>>>

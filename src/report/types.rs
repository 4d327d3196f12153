use std::sync::Arc;

use crate::stats::PullRequestDetails;

/// A titled list of pull requests ready for rendering.
#[derive(Debug, Clone)]
pub struct Report {
    pub title: String,
    pub requests: Vec<Arc<PullRequestDetails>>,
    /// Include an excerpt of each pull request's description.
    pub with_description: bool,
}

impl Report {
    pub fn new(
        title: impl Into<String>,
        requests: &[Arc<PullRequestDetails>],
        with_description: bool,
    ) -> Self {
        Self {
            title: title.into(),
            requests: requests.to_vec(),
            with_description,
        }
    }

    /// "1 pull request", "3 pull requests".
    pub fn summary(&self) -> String {
        match self.requests.len() {
            1 => "1 pull request".to_string(),
            n => format!("{n} pull requests"),
        }
    }
}

/// Render a boolean flag the way the report tables show it.
pub fn yes_no(flag: bool) -> &'static str {
    if flag {
        "yes"
    } else {
        "no"
    }
}
use serde::Deserialize;
use std::collections::BTreeMap;
use std::fs;
use std::path::Path;
use thiserror::Error;

pub const DEFAULT_CONFIG_FILE: &str = ".enhancements-report.toml";
pub const DEFAULT_API_URL: &str = "https://api.github.com";
pub const DEFAULT_ORG: &str = "openshift";
pub const DEFAULT_REPO: &str = "enhancements";
pub const DEFAULT_STALE_AFTER_DAYS: u32 = 90;

const DEFAULT_PRIORITY_LABELS: &[&str] = &["priority/critical-urgent", "priority/important-soon"];

#[derive(Debug, Error)]
pub enum ConfigError {
    #[error("Failed to read config file: {0}")]
    FileRead(#[from] std::io::Error),

    #[error("Failed to parse config file: {0}")]
    Parse(#[from] toml::de::Error),

    #[error("Invalid pull request number {0:?} in [groups]")]
    InvalidGroupKey(String),
}

/// Top-level configuration loaded from .enhancements-report.toml.
/// All fields are optional; the tool works with zero config as long as a
/// token is available from the environment.
#[derive(Debug, Clone, Default, Deserialize)]
pub struct Config {
    #[serde(default)]
    pub github: GitHubConfig,

    #[serde(default)]
    pub stats: StatsConfig,

    /// Static group assignments keyed by pull request number.
    #[serde(default)]
    pub groups: BTreeMap<String, String>,
}

#[derive(Debug, Clone, Default, Deserialize)]
pub struct GitHubConfig {
    /// GitHub API token. If None, falls back to GITHUB_TOKEN env var.
    pub token: Option<String>,
    pub api_url: Option<String>,
    pub org: Option<String>,
    pub repo: Option<String>,
}

#[derive(Debug, Clone, Default, Deserialize)]
pub struct StatsConfig {
    pub stale_after_days: Option<u32>,

    #[serde(default)]
    pub dev_mode: bool,

    /// Labels that mark a pull request as prioritized. Empty means the defaults.
    #[serde(default)]
    pub priority_labels: Vec<String>,
}

impl Config {
    /// Load configuration from .enhancements-report.toml in the current directory.
    /// Returns default config if the file doesn't exist.
    pub fn load() -> Result<Config, ConfigError> {
        let path = Path::new(DEFAULT_CONFIG_FILE);
        if path.exists() {
            Self::load_from(path)
        } else {
            Ok(Config::default())
        }
    }

    /// Load from a specific path. An explicitly named file must exist.
    pub fn load_from(path: &Path) -> Result<Config, ConfigError> {
        let contents = fs::read_to_string(path)?;
        let config: Config = toml::from_str(&contents)?;
        config.validate()?;
        Ok(config)
    }

    fn validate(&self) -> Result<(), ConfigError> {
        for key in self.groups.keys() {
            if key.parse::<u64>().is_err() {
                return Err(ConfigError::InvalidGroupKey(key.clone()));
            }
        }
        Ok(())
    }

    /// Resolve the GitHub token: config file value takes precedence,
    /// falls back to GITHUB_TOKEN env var.
    pub fn github_token(&self) -> Option<String> {
        self.token_or(std::env::var("GITHUB_TOKEN").ok())
    }

    fn token_or(&self, fallback: Option<String>) -> Option<String> {
        self.github.token.clone().or(fallback)
    }

    pub fn api_url(&self) -> &str {
        self.github.api_url.as_deref().unwrap_or(DEFAULT_API_URL)
    }

    pub fn org(&self) -> &str {
        self.github.org.as_deref().unwrap_or(DEFAULT_ORG)
    }

    pub fn repo(&self) -> &str {
        self.github.repo.as_deref().unwrap_or(DEFAULT_REPO)
    }

    pub fn stale_after_days(&self) -> u32 {
        self.stats.stale_after_days.unwrap_or(DEFAULT_STALE_AFTER_DAYS)
    }

    pub fn priority_labels(&self) -> Vec<String> {
        if self.stats.priority_labels.is_empty() {
            DEFAULT_PRIORITY_LABELS.iter().map(|l| l.to_string()).collect()
        } else {
            self.stats.priority_labels.clone()
        }
    }

    /// Static group assignments with their keys parsed as pull request numbers.
    pub fn group_overrides(&self) -> BTreeMap<u64, String> {
        self.groups
            .iter()
            .filter_map(|(k, v)| k.parse::<u64>().ok().map(|n| (n, v.clone())))
            .collect()
    }
}
pub mod types;

pub use types::Report;

use crate::stats::{PrState, PullRequestDetails};
use colored::Colorize;
use std::io::Write;
use std::path::Path;
use std::sync::Arc;
use thiserror::Error;
use tracing::{debug, instrument};
use types::yes_no;

const DESCRIPTION_LINES: usize = 3;
const DESCRIPTION_WIDTH: usize = 100;

#[derive(Debug, Error)]
pub enum ReportError {
    #[error("Failed to write report: {0}")]
    Write(#[from] std::io::Error),
}

/// Print a titled table of pull requests to `out`. Reading the requests
/// never modifies them, so the same bucket can be shown any number of times.
#[instrument(skip(out, requests), fields(requests = requests.len()))]
pub fn show_prs<W: Write>(
    out: &mut W,
    title: &str,
    requests: &[Arc<PullRequestDetails>],
    with_description: bool,
) -> Result<(), ReportError> {
    let report = Report::new(title, requests, with_description);
    debug!("writing report to terminal");
    out.write_all(render_terminal(&report).as_bytes())?;
    Ok(())
}

/// Terminal table layout:
///
/// ═══ Pull Request 1234 ═══
/// PR       STATE   LGTM  PRIO  STALE  AUTHOR        TITLE
/// #1234    open    yes   no    no     alice         Add widget enhancement
///          https://github.com/openshift/enhancements/pull/1234
///
/// ═══ 1 pull request ═══
pub fn render_terminal(report: &Report) -> String {
    let author_width = report
        .requests
        .iter()
        .map(|d| d.author.chars().count())
        .max()
        .unwrap_or(0)
        .max("AUTHOR".len());

    let mut text = String::new();
    text.push_str(&format!("═══ {} ═══\n", report.title.bold()));
    text.push_str(&format!(
        "{:<8} {:<7} {:<5} {:<5} {:<6} {:<width$} TITLE\n",
        "PR",
        "STATE",
        "LGTM",
        "PRIO",
        "STALE",
        "AUTHOR",
        width = author_width
    ));

    for details in &report.requests {
        text.push_str(&format!(
            "{:<8} {} {:<5} {:<5} {} {:<width$} {}\n",
            format!("#{}", details.number),
            colorize_state(details.state),
            yes_no(details.lgtm),
            yes_no(details.prioritized),
            colorize_stale(details.stale),
            details.author,
            details.title,
            width = author_width
        ));
        if !details.url.is_empty() {
            text.push_str(&format!("{:<8} {}\n", "", details.url.dimmed()));
        }
        if report.with_description {
            for line in description_excerpt(details) {
                text.push_str(&format!("{:<8} {}\n", "", line));
            }
        }
    }

    text.push('\n');
    text.push_str(&format!("═══ {} ═══\n", report.summary()));
    text
}

/// Write the report as a markdown file.
///
/// # Pull Request 1234
///
/// | PR | State | LGTM | Prioritized | Stale | Author | Title |
/// |---|---|---|---|---|---|---|
/// | [#1234](url) | open | yes | no | no | alice | Add widget enhancement |
#[instrument(skip(report), fields(title = %report.title))]
pub fn write_markdown_report(report: &Report, path: &Path) -> Result<(), ReportError> {
    let mut md = String::new();
    md.push_str(&format!("# {}\n\n", report.title));
    md.push_str("| PR | State | LGTM | Prioritized | Stale | Author | Title |\n");
    md.push_str("|---|---|---|---|---|---|---|\n");
    for details in &report.requests {
        let pr = if details.url.is_empty() {
            format!("#{}", details.number)
        } else {
            format!("[#{}]({})", details.number, details.url)
        };
        md.push_str(&format!(
            "| {} | {} | {} | {} | {} | {} | {} |\n",
            pr,
            details.state,
            yes_no(details.lgtm),
            yes_no(details.prioritized),
            yes_no(details.stale),
            details.author,
            details.title.replace('|', "\\|"),
        ));
    }
    if report.with_description {
        for details in &report.requests {
            let excerpt = description_excerpt(details);
            if excerpt.is_empty() {
                continue;
            }
            md.push_str(&format!("\n## #{}\n\n", details.number));
            for line in excerpt {
                md.push_str(&format!("> {line}\n"));
            }
        }
    }
    md.push_str(&format!("\n_{}_\n", report.summary()));

    debug!(path = %path.display(), "writing report to file");
    std::fs::write(path, md)?;
    Ok(())
}

/// The first few non-empty lines of the description, each cut to a fixed width.
fn description_excerpt(details: &PullRequestDetails) -> Vec<String> {
    let Some(body) = details.description.as_deref() else {
        return Vec::new();
    };
    body.lines()
        .map(str::trim)
        .filter(|l| !l.is_empty())
        .take(DESCRIPTION_LINES)
        .map(|l| {
            if l.chars().count() > DESCRIPTION_WIDTH {
                let cut: String = l.chars().take(DESCRIPTION_WIDTH - 1).collect();
                format!("{cut}…")
            } else {
                l.to_string()
            }
        })
        .collect()
}

/// Colour is applied after padding so escape codes don't skew the columns.
fn colorize_state(state: PrState) -> colored::ColoredString {
    let cell = format!("{:<7}", state.as_str());
    match state {
        PrState::Open => cell.green(),
        PrState::Merged => cell.magenta(),
        PrState::Closed => cell.red(),
    }
}

fn colorize_stale(stale: bool) -> colored::ColoredString {
    let cell = format!("{:<6}", yes_no(stale));
    if stale {
        cell.yellow().bold()
    } else {
        cell.normal()
    }
}

#[cfg(test)]
mod tests {
    use super::*;

    fn sample_details() -> Arc<PullRequestDetails> {
        Arc::new(PullRequestDetails {
            number: 1234,
            title: "Add widget enhancement".to_string(),
            author: "alice".to_string(),
            url: "https://github.com/openshift/enhancements/pull/1234".to_string(),
            description: Some("\nFirst line\n\nSecond line\nThird\nFourth".to_string()),
            updated_at: "2024-05-30T00:00:00Z".parse().unwrap(),
            state: PrState::Open,
            approvals: 1,
            lgtm: true,
            prioritized: false,
            stale: false,
        })
    }

    #[test]
    fn test_render_terminal_contains_row() {
        let report = Report::new("Pull Request 1234", &[sample_details()], false);
        let text = render_terminal(&report);
        assert!(text.contains("Pull Request 1234"));
        assert!(text.contains("#1234"));
        assert!(text.contains("open"));
        assert!(text.contains("alice"));
        assert!(text.contains("Add widget enhancement"));
        assert!(text.contains("1 pull request"));
        assert!(!text.contains("First line"));
    }

    #[test]
    fn test_render_terminal_with_description() {
        let report = Report::new("Pull Request 1234", &[sample_details()], true);
        let text = render_terminal(&report);
        assert!(text.contains("First line"));
        assert!(text.contains("Third"));
        assert!(!text.contains("Fourth"));
    }

    #[test]
    fn test_empty_report() {
        let report = Report::new("Nothing", &[], true);
        let text = render_terminal(&report);
        assert!(text.contains("0 pull requests"));
    }

    #[test]
    fn test_show_prs_does_not_mutate_requests() {
        let requests = vec![sample_details()];
        let mut first = Vec::new();
        let mut second = Vec::new();
        show_prs(&mut first, "Pull Request 1234", &requests, true).unwrap();
        show_prs(&mut second, "Pull Request 1234", &requests, true).unwrap();
        assert_eq!(first, second);
        assert_eq!(requests.len(), 1);
        assert_eq!(*requests[0], *sample_details());
    }

    #[test]
    fn test_long_description_lines_are_cut() {
        let mut details = (*sample_details()).clone();
        details.description = Some("x".repeat(250));
        let excerpt = description_excerpt(&details);
        assert_eq!(excerpt.len(), 1);
        assert_eq!(excerpt[0].chars().count(), DESCRIPTION_WIDTH);
    }

    #[test]
    fn test_write_markdown_report() {
        let report = Report::new("Pull Request 1234", &[sample_details()], true);
        let dir = tempfile::tempdir().unwrap();
        let path = dir.path().join("report.md");
        write_markdown_report(&report, &path).unwrap();

        let content = std::fs::read_to_string(&path).unwrap();
        assert!(content.contains("# Pull Request 1234"));
        assert!(content.contains("[#1234](https://github.com/openshift/enhancements/pull/1234)"));
        assert!(content.contains("| open | yes | no | no | alice |"));
        assert!(content.contains("> First line"));
        assert!(content.contains("_1 pull request_"));
    }

    #[test]
    fn test_write_markdown_to_missing_dir_fails() {
        let report = Report::new("x", &[], false);
        let dir = tempfile::tempdir().unwrap();
        let err = write_markdown_report(&report, &dir.path().join("no/such/report.md")).unwrap_err();
        assert!(matches!(err, ReportError::Write(_)));
    }
}
use chrono::{DateTime, Utc};
use serde::Deserialize;

/// A pull request as returned by `GET /repos/{owner}/{repo}/pulls/{number}`.
/// Only the fields the reports read are modelled; everything else in the
/// payload is ignored.
#[derive(Debug, Clone, Deserialize)]
pub struct PullRequest {
    pub number: u64,
    pub title: String,
    /// "open" or "closed"; merged pull requests report "closed" plus `merged_at`.
    pub state: String,
    #[serde(default)]
    pub html_url: String,
    pub user: Option<User>,
    #[serde(default)]
    pub labels: Vec<Label>,
    pub body: Option<String>,
    pub updated_at: DateTime<Utc>,
    pub merged_at: Option<DateTime<Utc>>,
}

impl PullRequest {
    pub fn author(&self) -> &str {
        self.user.as_ref().map(|u| u.login.as_str()).unwrap_or("ghost")
    }

    pub fn has_label(&self, name: &str) -> bool {
        self.labels.iter().any(|l| l.name == name)
    }
}

#[derive(Debug, Clone, Deserialize)]
pub struct User {
    pub login: String,
}

#[derive(Debug, Clone, Deserialize)]
pub struct Label {
    pub name: String,
}

/// One entry of `GET .../pulls/{number}/reviews`.
#[derive(Debug, Clone, Deserialize)]
pub struct Review {
    /// APPROVED, CHANGES_REQUESTED, COMMENTED, DISMISSED or PENDING.
    pub state: String,
}

impl Review {
    pub fn is_approval(&self) -> bool {
        self.state.eq_ignore_ascii_case("APPROVED")
    }
}

/// One entry of `GET .../pulls/{number}/files`.
#[derive(Debug, Clone, Deserialize)]
pub struct PullRequestFile {
    pub filename: String,
}
//! Timer thread for delayed and periodic scheduling.
//!
//! Entries are kept in a min-heap keyed by their latest acceptable firing
//! time (`due + leeway`). When the thread wakes it fires every entry that is
//! already due, so entries with overlapping tolerance windows share a single
//! wake-up. An entry never fires before its due time.

use crate::config::Config;
use crate::error::Result;
use crate::util::thread as qthread;
use parking_lot::{Condvar, Mutex, MutexGuard};
use std::cmp::Ordering;
use std::collections::BinaryHeap;
use std::sync::Arc;
use std::thread::JoinHandle;
use std::time::{Duration, Instant};

type Fire = Box<dyn FnOnce() + Send + 'static>;

struct Entry {
    due: Instant,
    latest: Instant,
    seq: u64,
    fire: Fire,
}

impl PartialEq for Entry {
    fn eq(&self, other: &Self) -> bool {
        self.cmp(other) == Ordering::Equal
    }
}

impl Eq for Entry {}

impl PartialOrd for Entry {
    fn partial_cmp(&self, other: &Self) -> Option<Ordering> {
        Some(self.cmp(other))
    }
}

impl Ord for Entry {
    // reversed: BinaryHeap is a max-heap
    fn cmp(&self, other: &Self) -> Ordering {
        other
            .latest
            .cmp(&self.latest)
            .then_with(|| other.seq.cmp(&self.seq))
    }
}

#[derive(Default)]
struct TimerState {
    heap: BinaryHeap<Entry>,
    next_seq: u64,
    shutdown: bool,
}

#[derive(Default)]
struct Shared {
    state: Mutex<TimerState>,
    wakeup: Condvar,
}

pub struct Timer {
    shared: Arc<Shared>,
    thread: Option<JoinHandle<()>>,
}

impl Timer {
    pub fn new(config: &Config) -> Result<Self> {
        let shared = Arc::new(Shared::default());
        let name = format!("{}.timer", config.thread_name_prefix);

        let thread_shared = shared.clone();
        let thread = qthread::spawn(config, name, move || run(&thread_shared))?;

        Ok(Self {
            shared,
            thread: Some(thread),
        })
    }

    /// Run `fire` on the timer thread once `delay` has elapsed, at most
    /// `leeway` later than that.
    pub fn schedule<F>(&self, delay: Duration, leeway: Duration, fire: F)
    where
        F: FnOnce() + Send + 'static,
    {
        let due = Instant::now() + delay;
        let mut state = self.shared.state.lock();
        let seq = state.next_seq;
        state.next_seq += 1;
        state.heap.push(Entry {
            due,
            latest: due + leeway,
            seq,
            fire: Box::new(fire),
        });
        drop(state);
        self.shared.wakeup.notify_one();
    }

    pub fn pending(&self) -> usize {
        self.shared.state.lock().heap.len()
    }
}

fn run(shared: &Shared) {
    let mut state = shared.state.lock();

    loop {
        if state.shutdown {
            break;
        }

        let ready = take_ready(&mut state, Instant::now());
        if !ready.is_empty() {
            MutexGuard::unlocked(&mut state, || {
                for fire in ready {
                    fire();
                }
            });
            continue;
        }

        match state.heap.peek().map(|entry| entry.latest) {
            Some(deadline) => {
                shared.wakeup.wait_until(&mut state, deadline);
            }
            None => shared.wakeup.wait(&mut state),
        }
    }

    tracing::debug!(dropped = state.heap.len(), "timer stopped");
}

fn take_ready(state: &mut TimerState, now: Instant) -> Vec<Fire> {
    match state.heap.peek() {
        Some(first) if first.latest <= now => {}
        _ => return Vec::new(),
    }

    let (ready, waiting): (Vec<Entry>, Vec<Entry>) = std::mem::take(&mut state.heap)
        .into_vec()
        .into_iter()
        .partition(|entry| entry.due <= now);
    state.heap = BinaryHeap::from(waiting);

    let mut ready = ready;
    ready.sort_by(|a, b| a.due.cmp(&b.due).then_with(|| a.seq.cmp(&b.seq)));
    ready.into_iter().map(|entry| entry.fire).collect()
}

impl std::fmt::Debug for Timer {
    fn fmt(&self, f: &mut std::fmt::Formatter<'_>) -> std::fmt::Result {
        f.debug_struct("Timer").field("pending", &self.pending()).finish()
    }
}

impl Drop for Timer {
    fn drop(&mut self) {
        self.shared.state.lock().shutdown = true;
        self.shared.wakeup.notify_all();
        if let Some(thread) = self.thread.take() {
            qthread::join_unless_current(thread);
        }
    }
}
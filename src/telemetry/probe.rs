//! Measurement probes wrapped around every observed task.
//!
//! A probe starts measuring when it is constructed and produces its
//! measurement when finished. The observation hook is generic over the
//! probe kind, so swapping [`ElapsedProbe`] for [`RecordProbe`] changes what
//! the sink receives without touching the schedulers.

use serde::{Deserialize, Serialize};
use std::time::{Duration, Instant, SystemTime, UNIX_EPOCH};

pub trait MetricProbe: Send + 'static {
    type Output: Send + 'static;

    /// Begin measuring.
    fn start() -> Self;

    /// Measurement since [`start`](MetricProbe::start). Calling it again
    /// measures again from the same start.
    fn finish(&self) -> Self::Output;
}

/// Anything that carries the elapsed execution time of a task.
pub trait Measurement {
    fn elapsed(&self) -> Duration;
}

impl Measurement for Duration {
    fn elapsed(&self) -> Duration {
        *self
    }
}

/// Default probe: monotonic wall-clock time spent in the task.
#[derive(Debug, Clone, Copy)]
pub struct ElapsedProbe {
    start: Instant,
}

impl MetricProbe for ElapsedProbe {
    type Output = Duration;

    fn start() -> Self {
        Self {
            start: Instant::now(),
        }
    }

    fn finish(&self) -> Duration {
        self.start.elapsed()
    }
}

/// Probe producing a serializable [`TaskRecord`] per execution.
#[derive(Debug, Clone)]
pub struct RecordProbe {
    start: Instant,
    started_at: SystemTime,
    thread: Option<String>,
}

impl MetricProbe for RecordProbe {
    type Output = TaskRecord;

    fn start() -> Self {
        Self {
            start: Instant::now(),
            started_at: SystemTime::now(),
            thread: std::thread::current().name().map(str::to_string),
        }
    }

    fn finish(&self) -> TaskRecord {
        let started_at_us = self
            .started_at
            .duration_since(UNIX_EPOCH)
            .map(|d| d.as_micros() as u64)
            .unwrap_or(0);

        TaskRecord {
            started_at_us,
            elapsed_ns: self.start.elapsed().as_nanos() as u64,
            thread: self.thread.clone(),
        }
    }
}

#[derive(Debug, Clone, PartialEq, Eq, Serialize, Deserialize)]
pub struct TaskRecord {
    /// Wall-clock start, microseconds since the UNIX epoch.
    pub started_at_us: u64,
    pub elapsed_ns: u64,
    pub thread: Option<String>,
}

impl Measurement for TaskRecord {
    fn elapsed(&self) -> Duration {
        Duration::from_nanos(self.elapsed_ns)
    }
}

<<<

**Exercise goal:** Count the lines above in which the string "again" occurs, and write the number with no other text.

**Reply:** 2